主人も喜んでくれていて、地元で透析導入になった仲間に、「うちのおっ母が移植して元気になったから、話聞いてみたら?」と声をかけているようです。それから、十勝で移植後の患者さんを中心とした患者会を立ち上げ、素敵な仲間と出会えたことも良かったです。また、これは余談ですが、移植後の通院で、札幌に定期的に来られる事も良かったことの一つと言ってもいいかもしれません。漁師の妻なので、以前はなかなか気軽に札幌に出てくることができませんでした。今は、移植後の診察で北楡病院に通院する必要があるので、毎月堂々と札幌に来る事ができます(笑)。通院は、大好きなアーティストのコンサートの日に合わせて来たりして、通院すること自体も楽しんでいます。

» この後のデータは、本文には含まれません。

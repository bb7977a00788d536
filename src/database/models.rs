// src/database/models.rs
use chrono::NaiveDateTime;

use crate::errors::FleetTrackerError;
use crate::models::{PositionReport, VehicleId, VehicleStatus};

/// Raw `positions` row.
///
/// The table is written by an external ingester, so everything beyond the
/// keys is nullable here; interpreting a row can fail.
#[derive(Debug, sqlx::FromRow)]
pub(crate) struct PositionRow {
    pub id: i64,
    pub vehicle_id: i64,
    pub name: Option<String>,
    pub lat: Option<f64>,
    pub lon: Option<f64>,
    pub recorded_at: Option<NaiveDateTime>,
}

impl TryFrom<PositionRow> for PositionReport {
    type Error = FleetTrackerError;

    fn try_from(row: PositionRow) -> Result<Self, Self::Error> {
        let recorded_at = row.recorded_at.ok_or_else(|| FleetTrackerError::MalformedRow {
            reason: format!("position row {} has no timestamp", row.id),
        })?;
        let lat = row.lat.ok_or_else(|| FleetTrackerError::MalformedRow {
            reason: format!("position row {} has no latitude", row.id),
        })?;
        let lon = row.lon.ok_or_else(|| FleetTrackerError::MalformedRow {
            reason: format!("position row {} has no longitude", row.id),
        })?;

        Ok(PositionReport {
            id: row.id,
            vehicle_id: VehicleId::try_from(row.vehicle_id)?,
            name: row.name.unwrap_or_default(),
            lat,
            lon,
            recorded_at,
        })
    }
}

/// Raw `vehicle_status` row.
#[derive(Debug, sqlx::FromRow)]
pub(crate) struct StatusRow {
    pub id: i64,
    pub external_id: Option<String>,
    pub name: Option<String>,
    pub lat: Option<f64>,
    pub lon: Option<f64>,
    pub in_service: Option<bool>,
    pub available: Option<bool>,
    pub failure: Option<bool>,
    pub driver: Option<String>,
}

impl From<StatusRow> for VehicleStatus {
    /// NULL flags read as `false`; classification never sees a tri-state.
    fn from(row: StatusRow) -> Self {
        VehicleStatus {
            id: row.id,
            external_id: row.external_id,
            name: row.name.unwrap_or_default(),
            lat: row.lat,
            lon: row.lon,
            in_service: row.in_service.unwrap_or(false),
            available: row.available.unwrap_or(false),
            failure: row.failure.unwrap_or(false),
            driver: row.driver,
        }
    }
}
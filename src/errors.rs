//! Errors for the fleet tracker
use thiserror::Error;

#[derive(Error, Debug)]
pub enum FleetTrackerError {
    #[error("Configuration error")]
    ConfigError(#[from] config::ConfigError),

    #[error("Configuration error: {message}")]
    ConfigurationError { message: String },

    #[error("Serialization error")]
    SerdeError(#[from] serde_json::Error),

    #[error("IO error")]
    IoError(#[from] std::io::Error),

    #[error("Invalid vehicle id")]
    InvalidVehicleId(String),

    #[error("Malformed position row: {reason}")]
    MalformedRow { reason: String },

    #[error("Database connection error: {0}")]
    DatabaseConnectionError(String),

    #[error("Database migration error: {0}")]
    MigrationError(String),

    #[error("Database error")]
    DatabaseError(#[from] sqlx::Error),
}
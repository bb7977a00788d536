//! Data models.

use chrono::NaiveDateTime;
use serde::{Deserialize, Serialize};

use crate::errors::FleetTrackerError;

/// Vehicle identifier
///
/// Integer key assigned by the upstream fleet management system. Many
/// position reports share one vehicle id; status rows carry exactly one.
#[derive(Debug, Clone, Copy, PartialEq, Eq, Hash, PartialOrd, Ord, Serialize, Deserialize)]
#[serde(transparent)]
pub struct VehicleId(i64);

impl TryFrom<i64> for VehicleId {
    type Error = FleetTrackerError;

    fn try_from(value: i64) -> Result<Self, Self::Error> {
        if value < 0 {
            return Err(FleetTrackerError::InvalidVehicleId(value.to_string()));
        }
        Ok(Self(value))
    }
}

impl TryFrom<&str> for VehicleId {
    type Error = FleetTrackerError;

    fn try_from(value: &str) -> Result<Self, Self::Error> {
        let parsed = value
            .trim()
            .parse::<i64>()
            .map_err(|_| FleetTrackerError::InvalidVehicleId(value.to_string()))?;
        Self::try_from(parsed)
    }
}

impl VehicleId {
    /// Get the raw vehicle id value
    pub fn value(&self) -> i64 {
        self.0
    }
}

impl std::fmt::Display for VehicleId {
    fn fmt(&self, f: &mut std::fmt::Formatter<'_>) -> std::fmt::Result {
        self.0.fmt(f)
    }
}

/// One observed location of one vehicle at one instant.
///
/// Append-only: rows are created by an external ingestion process and never
/// mutated or deleted from this service's point of view.
#[derive(Debug, Clone, PartialEq, Serialize, Deserialize)]
pub struct PositionReport {
    /// Unique, monotonically assigned record id.
    pub id: i64,
    /// Reporting vehicle.
    pub vehicle_id: VehicleId,
    /// Display label of the vehicle at the time of the report.
    pub name: String,
    /// Latitude in WGS84 decimal degrees.
    pub lat: f64,
    /// Longitude in WGS84 decimal degrees.
    pub lon: f64,
    /// Observation timestamp, stored without timezone.
    pub recorded_at: NaiveDateTime,
}

impl PositionReport {
    /// Ordering key for "latest report" resolution.
    ///
    /// Reports with equal timestamps are ranked by record id, so the most
    /// recently inserted row wins deterministically under concurrent writers.
    pub fn observation_key(&self) -> (NaiveDateTime, i64) {
        (self.recorded_at, self.id)
    }
}

/// Point-in-time operational state of one vehicle.
///
/// Owned and mutated by an external operational system; read here as a
/// snapshot. NULL flags are coerced to `false` before this struct is
/// built, in the database row conversion.
#[derive(Debug, Clone, PartialEq, Serialize, Deserialize)]
pub struct VehicleStatus {
    pub id: i64,
    /// Secondary identifier from the upstream system, passed through opaquely.
    pub external_id: Option<String>,
    pub name: String,
    pub lat: Option<f64>,
    pub lon: Option<f64>,
    pub in_service: bool,
    pub available: bool,
    pub failure: bool,
    pub driver: Option<String>,
}

impl VehicleStatus {
    /// Classify this vehicle's operational flags.
    pub fn label(&self) -> StatusLabel {
        StatusLabel::classify(self.in_service, self.available, self.failure)
    }
}

/// Status classification of a vehicle, derived from its operational flags.
#[derive(Debug, Clone, Copy, PartialEq, Eq, Serialize, Deserialize)]
#[serde(rename_all = "lowercase")]
pub enum StatusLabel {
    Operational,
    Dispatched,
    Down,
    Standby,
    /// Not producible by [`StatusLabel::classify`]; exists so that labels
    /// arriving from outside the classifier always have a rendering.
    Unknown,
}

impl StatusLabel {
    /// Classify three operational flags into a status label.
    ///
    /// Pure and total. The flags are independent; all 8 combinations are
    /// legal input. Arms are evaluated top to bottom, first match wins:
    ///
    /// | in_service | available | failure | label       |
    /// |-----------|-----------|---------|-------------|
    /// | true      | true      | *       | Operational |
    /// | true      | false     | *       | Dispatched  |
    /// | false     | *         | true    | Down        |
    /// | false     | true      | *       | Standby     |
    /// | false     | false     | *       | Down        |
    pub fn classify(in_service: bool, available: bool, failure: bool) -> Self {
        match (in_service, available, failure) {
            (true, true, _) => StatusLabel::Operational,
            (true, false, _) => StatusLabel::Dispatched,
            (false, _, true) => StatusLabel::Down,
            (false, true, _) => StatusLabel::Standby,
            (false, false, _) => StatusLabel::Down,
        }
    }

    /// Display color consumed by the dashboard front ends.
    pub fn color(&self) -> &'static str {
        match self {
            StatusLabel::Operational => "green",
            StatusLabel::Dispatched => "blue",
            StatusLabel::Down => "red",
            StatusLabel::Standby => "yellow",
            StatusLabel::Unknown => "gray",
        }
    }
}

impl Default for StatusLabel {
    fn default() -> Self {
        StatusLabel::Unknown
    }
}
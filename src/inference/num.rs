use std::collections::BTreeSet;

use ordered_float::OrderedFloat;

use crate::descriptor::InputKind;

#[derive(Clone, Debug)]
pub struct NumC {
    pub lits: BTreeSet<OrderedFloat<f64>>,
    pub min: OrderedFloat<f64>,
    pub max: OrderedFloat<f64>,
    pub saw_int: bool,
    /// integer literal outside the 32-bit range
    pub saw_wide: bool,
    pub saw_float: bool,
}

impl NumC {
    pub fn observe(n: &serde_json::Number) -> Self {
        let (x, saw_int, saw_wide, saw_float) = if n.is_f64() {
            (n.as_f64().unwrap_or_default(), false, false, true)
        } else if let Some(i) = n.as_i64() {
            (i as f64, true, i32::try_from(i).is_err(), false)
        } else {
            (n.as_f64().unwrap_or_default(), true, true, false)
        };
        let x = OrderedFloat(x);
        Self {
            lits: BTreeSet::from([x]),
            min: x,
            max: x,
            saw_int,
            saw_wide,
            saw_float,
        }
    }

    pub(super) fn join(a: &Self, b: &Self) -> Self {
        let mut lits = &a.lits | &b.lits;
        if lits.len() > super::MAX_NUM_LITS {
            lits.clear(); // cap: interval only
        }
        Self {
            lits,
            min: a.min.min(b.min),
            max: a.max.max(b.max),
            saw_int: a.saw_int || b.saw_int,
            saw_wide: a.saw_wide || b.saw_wide,
            saw_float: a.saw_float || b.saw_float,
        }
    }

    pub fn kind(&self) -> InputKind {
        if self.saw_float {
            InputKind::Real
        } else if self.saw_wide {
            InputKind::Integer64
        } else {
            InputKind::Integer32
        }
    }

    pub fn is_mixed(&self) -> bool {
        self.saw_float && self.saw_int
    }

    /// Small integer sets become an enumeration. Wide literals are skipped,
    /// the `f64` evidence may not hold them exactly.
    pub fn integer_enum(&self) -> Option<Vec<i64>> {
        if self.saw_float || self.saw_wide || self.lits.is_empty() || self.lits.len() > super::NUM_ENUM_MAX {
            return None;
        }
        Some(self.lits.iter().map(|x| x.0 as i64).collect())
    }
}
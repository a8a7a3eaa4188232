use super::U;

/// Array evidence: one element hypothesis shared by every position.
#[derive(Clone, Debug, Default)]
pub struct ArrC {
    pub len_min: u32,
    pub len_max: u32,
    pub item: Box<U>,
    pub samples: u64,
}

impl ArrC {
    pub(super) fn join(a: &Self, b: &Self) -> Self {
        Self {
            len_min: a.len_min.min(b.len_min),
            len_max: a.len_max.max(b.len_max),
            item: Box::new(U::join(&a.item, &b.item)),
            samples: a.samples + b.samples,
        }
    }
}
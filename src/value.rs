//! Value cells: the dynamically typed units of a decoded document tree.
//!
//! A [`Value`] is a closed tagged union. Typed reads go through the
//! [`Scalar`] trait and never widen, narrow, or coerce: an `Int32` cell read
//! as `i64` is a kind mismatch, not a conversion.
use std::fmt;

use crate::keymap::KeyMap;

// ————————————————————————————————————————————————————————————————————————————
// TYPES
// ————————————————————————————————————————————————————————————————————————————

#[derive(Clone, Debug, Default, PartialEq)]
pub enum Value {
    #[default]
    Absent,
    String(String),
    Int32(i32),
    Int64(i64),
    Bool(bool),
    Real(f64),
    Object(KeyMap),
    Array(Vec<Value>),
}

/// The tag of a [`Value`].
#[derive(Clone, Copy, Debug, PartialEq, Eq, Hash)]
pub enum ValueKind {
    Absent,
    String,
    Int32,
    Int64,
    Bool,
    Real,
    Object,
    Array,
}

/// Rust types that can be stored in, and read back from, a scalar cell.
pub trait Scalar: Clone + PartialEq + Sized {
    const KIND: ValueKind;
    fn from_value(value: &Value) -> Option<Self>;
    fn into_value(self) -> Value;
}

// ————————————————————————————————————————————————————————————————————————————
// IMPLEMENTATION
// ————————————————————————————————————————————————————————————————————————————

impl Value {
    pub fn kind(&self) -> ValueKind {
        match self {
            Self::Absent => ValueKind::Absent,
            Self::String(_) => ValueKind::String,
            Self::Int32(_) => ValueKind::Int32,
            Self::Int64(_) => ValueKind::Int64,
            Self::Bool(_) => ValueKind::Bool,
            Self::Real(_) => ValueKind::Real,
            Self::Object(_) => ValueKind::Object,
            Self::Array(_) => ValueKind::Array,
        }
    }
    pub fn is_absent(&self) -> bool {
        matches!(self, Self::Absent)
    }
    pub fn as_object(&self) -> Option<&KeyMap> {
        match self {
            Self::Object(map) => Some(map),
            _ => None,
        }
    }
    pub fn as_array(&self) -> Option<&[Value]> {
        match self {
            Self::Array(xs) => Some(xs),
            _ => None,
        }
    }
    /// Strict typed read of a scalar cell.
    pub fn extract<T: Scalar>(&self) -> Option<T> {
        T::from_value(self)
    }
    /// Strict typed read of an array of scalars. Fails if any element has
    /// another kind.
    pub fn extract_array<T: Scalar>(&self) -> Option<Vec<T>> {
        self.as_array()?.iter().map(T::from_value).collect()
    }
}

impl fmt::Display for ValueKind {
    fn fmt(&self, f: &mut fmt::Formatter<'_>) -> fmt::Result {
        let name = match self {
            Self::Absent => "absent",
            Self::String => "string",
            Self::Int32 => "int32",
            Self::Int64 => "int64",
            Self::Bool => "bool",
            Self::Real => "real",
            Self::Object => "object",
            Self::Array => "array",
        };
        f.write_str(name)
    }
}

impl Scalar for String {
    const KIND: ValueKind = ValueKind::String;
    fn from_value(value: &Value) -> Option<Self> {
        match value {
            Value::String(x) => Some(x.clone()),
            _ => None,
        }
    }
    fn into_value(self) -> Value {
        Value::String(self)
    }
}

impl Scalar for i32 {
    const KIND: ValueKind = ValueKind::Int32;
    fn from_value(value: &Value) -> Option<Self> {
        match value {
            Value::Int32(x) => Some(*x),
            _ => None,
        }
    }
    fn into_value(self) -> Value {
        Value::Int32(self)
    }
}

impl Scalar for i64 {
    const KIND: ValueKind = ValueKind::Int64;
    fn from_value(value: &Value) -> Option<Self> {
        match value {
            Value::Int64(x) => Some(*x),
            _ => None,
        }
    }
    fn into_value(self) -> Value {
        Value::Int64(self)
    }
}

impl Scalar for bool {
    const KIND: ValueKind = ValueKind::Bool;
    fn from_value(value: &Value) -> Option<Self> {
        match value {
            Value::Bool(x) => Some(*x),
            _ => None,
        }
    }
    fn into_value(self) -> Value {
        Value::Bool(self)
    }
}

impl Scalar for f64 {
    const KIND: ValueKind = ValueKind::Real;
    fn from_value(value: &Value) -> Option<Self> {
        match value {
            Value::Real(x) => Some(*x),
            _ => None,
        }
    }
    fn into_value(self) -> Value {
        Value::Real(self)
    }
}

// ---- Conversions ----

impl From<String> for Value {
    fn from(x: String) -> Self { Value::String(x) }
}
impl From<&str> for Value {
    fn from(x: &str) -> Self { Value::String(x.to_owned()) }
}
impl From<i32> for Value {
    fn from(x: i32) -> Self { Value::Int32(x) }
}
impl From<i64> for Value {
    fn from(x: i64) -> Self { Value::Int64(x) }
}
impl From<bool> for Value {
    fn from(x: bool) -> Self { Value::Bool(x) }
}
impl From<f64> for Value {
    fn from(x: f64) -> Self { Value::Real(x) }
}
impl From<KeyMap> for Value {
    fn from(x: KeyMap) -> Self { Value::Object(x) }
}
impl<T: Into<Value>> From<Vec<T>> for Value {
    fn from(xs: Vec<T>) -> Self {
        Value::Array(xs.into_iter().map(Into::into).collect())
    }
}

// ————————————————————————————————————————————————————————————————————————————
// TESTS
// ————————————————————————————————————————————————————————————————————————————

#[cfg(test)]
mod tests {
    use super::*;

    #[test]
    fn extraction_never_widens_or_coerces() {
        assert_eq!(Value::Int32(7).extract::<i32>(), Some(7));
        assert_eq!(Value::Int32(7).extract::<i64>(), None);
        assert_eq!(Value::Int64(7).extract::<i32>(), None);
        assert_eq!(Value::Int32(7).extract::<f64>(), None);
        assert_eq!(Value::from("7").extract::<i32>(), None);
        assert_eq!(Value::Absent.extract::<String>(), None);
    }

    #[test]
    fn array_extraction_requires_uniform_elements() {
        let good = Value::from(vec![1, 2, 3]);
        assert_eq!(good.extract_array::<i32>(), Some(vec![1, 2, 3]));
        let mixed = Value::Array(vec![Value::Int32(1), Value::Int64(2)]);
        assert_eq!(mixed.extract_array::<i32>(), None);
        assert_eq!(Value::Int32(1).extract_array::<i32>(), None);
    }
}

移植後の日常生活では、移植腎のために特にどのような事に気を付けて生活をしていますか。
浜頭さん:
薬を飲み忘れない事と、水分をたくさん取る事、そして食べ過ぎに注意しています。でも、残念ながら食べ過ぎないことだけは守れていません。
日常の服薬や、血圧、体重等の記録はどのような方法で行っていますか。
浜頭さん:
体重、血圧、水分、尿の回数は、毎日朝6時~翌朝6時までを、メモ帳に走り書きして翌朝のダイアリーに記録しています。
薬は、小さな入れ物に薬の殻を入れておき、寝る前に飲み忘れがないかを確かめて、殻を捨てることで確認をしていま
す。また、外食の時や震災に備えて、バックには常に3日分の薬を入れておいています。
三浦先生:
北海道の場合は広いのと、どこにでも免疫抑制剤があるわけではありませんので、外出時には数日分の薬を持ち歩くことを病院でも指導しています。
先日も道東に住んでいる患者さんが、突然薬が足りないということになり、結構大変でした。